What you are asked to do: All that is needed is each line of the entries holding the word "MetricsSink", copied as it stands.

(Stored data)
use serde_json::Value;
use std::collections::HashMap;
use std::fmt;
use std::sync::Arc;
use std::time::Duration;
use tracing::info;

use crate::config::{AiConfig, ConfigResolver, ResolvedConfig};
use crate::drivers::{build_request, ProviderKind, ProviderRequest, ProviderResponse};
use crate::error::ErrorContext;
use crate::settings::Settings;
use crate::tracking::MetricsSink;
use crate::transport::ProviderClient;
use crate::types::{EvaluationContext, Message, TokenUsage};
use crate::{Error, Result};

/// Resolves AI configs and runs tracked provider calls under them.
pub struct AiConfigClient {
    pub(crate) resolver: Arc<dyn ConfigResolver>,
    pub(crate) provider: Arc<dyn ProviderClient>,
    pub(crate) settings: Settings,
}

/// A finished generation.
pub struct Completion {
    pub key: String,
    pub response: ProviderResponse,
    pub usage: Option<TokenUsage>,
    pub duration: Duration,
    tracker: Arc<dyn MetricsSink>,
}

impl Completion {
    pub fn text(&self) -> Option<String> {
        self.response.text()
    }

    /// Report user feedback for this generation to its config's tracker.
    pub fn record_feedback(&self, positive: bool) {
        self.tracker.record_feedback(positive);
    }
}

impl fmt::Debug for Completion {
    fn fmt(&self, f: &mut fmt::Formatter<'_>) -> fmt::Result {
        f.debug_struct("Completion")
            .field("key", &self.key)
            .field("response", &self.response)
            .field("usage", &self.usage)
            .field("duration", &self.duration)
            .finish_non_exhaustive()
    }
}

impl fmt::Debug for AiConfigClient {
    fn fmt(&self, f: &mut fmt::Formatter<'_>) -> fmt::Result {
        f.debug_struct("AiConfigClient")
            .field("settings", &self.settings)
            .finish_non_exhaustive()
    }
}

impl AiConfigClient {
    pub fn new(resolver: Arc<dyn ConfigResolver>, provider: Arc<dyn ProviderClient>) -> Self {
        Self {
            resolver,
            provider,
            settings: Settings::default(),
        }
    }

    pub fn with_settings(mut self, settings: Settings) -> Self {
        self.settings = settings;
        self
    }

    pub fn settings(&self) -> &Settings {
        &self.settings
    }

    /// Provider family for a config: the settings override, else the config's provider name.
    pub fn provider_kind(&self, config: &AiConfig) -> Result<ProviderKind> {
        if let Some(kind) = self.settings.provider {
            return Ok(kind);
        }
        match config.provider_name() {
            Some(name) => ProviderKind::from_name(name),
            None => Err(Error::configuration_with_context(
                "no provider configured",
                ErrorContext::new()
                    .with_field_path("provider.name")
                    .with_details("set the config's provider or AI_PROVIDER")
                    .with_source("client"),
            )),
        }
    }

    /// Resolve a completion config and build its request without sending it.
    pub fn prepare(
        &self,
        key: &str,
        context: &EvaluationContext,
        default: AiConfig,
        variables: &HashMap<String, Value>,
        extra: &[Message],
    ) -> Result<(ResolvedConfig, ProviderRequest)> {
        let resolved = self.resolver.config(key, context, default, variables)?;
        let request = self.request_for(&resolved, extra)?;
        Ok((resolved, request))
    }

    /// Run a completion: config messages followed by `extra` turns.
    pub async fn completion(
        &self,
        key: &str,
        context: &EvaluationContext,
        default: AiConfig,
        variables: &HashMap<String, Value>,
        extra: &[Message],
    ) -> Result<Completion> {
        let (resolved, request) = self.prepare(key, context, default, variables, extra)?;
        self.invoke(resolved, request, 0).await
    }

    /// Run an agent: `input` turns under the config's instructions.
    ///
    /// Usage is attributed only to messages the agent added beyond the ones it
    /// was given.
    pub async fn agent(
        &self,
        key: &str,
        context: &EvaluationContext,
        default: AiConfig,
        input: &[Message],
    ) -> Result<Completion> {
        let resolved = self.resolver.agent(key, context, default)?;
        let request = self.request_for(&resolved, input)?;
        let sent = request.message_count();
        self.invoke(resolved, request, sent).await
    }

    fn request_for(&self, resolved: &ResolvedConfig, extra: &[Message]) -> Result<ProviderRequest> {
        if !resolved.config.enabled {
            return Err(Error::Disabled {
                key: resolved.key.clone(),
            });
        }
        let kind = self.provider_kind(&resolved.config)?;
        build_request(kind, &resolved.config, extra, self.settings.role_policy)
    }

    async fn invoke(
        &self,
        resolved: ResolvedConfig,
        request: ProviderRequest,
        skip: usize,
    ) -> Result<Completion> {
        let kind = request.kind;
        let provider = &self.provider;
        let tracked = resolved
            .tracked()
            .skip_messages(skip)
            .run_async(async {
                provider
                    .invoke(&request)
                    .await
                    .map(|body| ProviderResponse::new(kind, body))
            })
            .await;

        let duration = tracked.duration;
        let usage = tracked.usage();
        let response = tracked.into_result()?;
        info!(
            config_key = %resolved.key,
            provider = %kind,
            duration_ms = duration.as_millis() as u64,
            "ai config generation completed"
        );
        Ok(Completion {
            key: resolved.key,
            response,
            usage,
            duration,
            tracker: resolved.tracker,
        })
    }
}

Task result:
use crate::tracking::MetricsSink;
    tracker: Arc<dyn MetricsSink>,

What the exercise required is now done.